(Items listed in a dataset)

-- Opening Marker --

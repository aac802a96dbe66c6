//! Internal error types.
//!
//! None of these ever reach a caller of `LicenseGate::verify`: the verifier
//! folds them into an [`Outcome`](crate::outcome::Outcome) at its boundary.
//! They surface only from configuration loading and custom transports.

/// Faults raised while talking to the validation server or loading config.
#[derive(Debug, thiserror::Error)]
pub enum VerifyError {
    #[error("request failed: {0}")]
    Network(#[from] reqwest::Error),

    /// Failure reported by a non-reqwest transport.
    #[error("transport failure: {0}")]
    Transport(String),

    #[error("server responded with HTTP status {0}")]
    HttpStatus(u16),

    #[error("malformed response body: {0}")]
    MalformedBody(#[from] serde_json::Error),

    #[error("configuration error: {0}")]
    Config(String),

    #[error("i/o error: {0}")]
    Io(#[from] std::io::Error),
}

pub type VerifyResult<T> = Result<T, VerifyError>;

-- Closing Marker --

◆ **Task instructions**
For this exercise, all the data must be repeated exactly.

◆ **Exercise output**
repository aac802a96dbe66c6
//! Internal error types.
//!
//! None of these ever reach a caller of `LicenseGate::verify`: the verifier
//! folds them into an [`Outcome`](crate::outcome::Outcome) at its boundary.
//! They surface only from configuration loading and custom transports.

/// Faults raised while talking to the validation server or loading config.
#[derive(Debug, thiserror::Error)]
pub enum VerifyError {
    #[error("request failed: {0}")]
    Network(#[from] reqwest::Error),

    /// Failure reported by a non-reqwest transport.
    #[error("transport failure: {0}")]
    Transport(String),

    #[error("server responded with HTTP status {0}")]
    HttpStatus(u16),

    #[error("malformed response body: {0}")]
    MalformedBody(#[from] serde_json::Error),

    #[error("configuration error: {0}")]
    Config(String),

    #[error("i/o error: {0}")]
    Io(#[from] std::io::Error),
}

pub type VerifyResult<T> = Result<T, VerifyError>;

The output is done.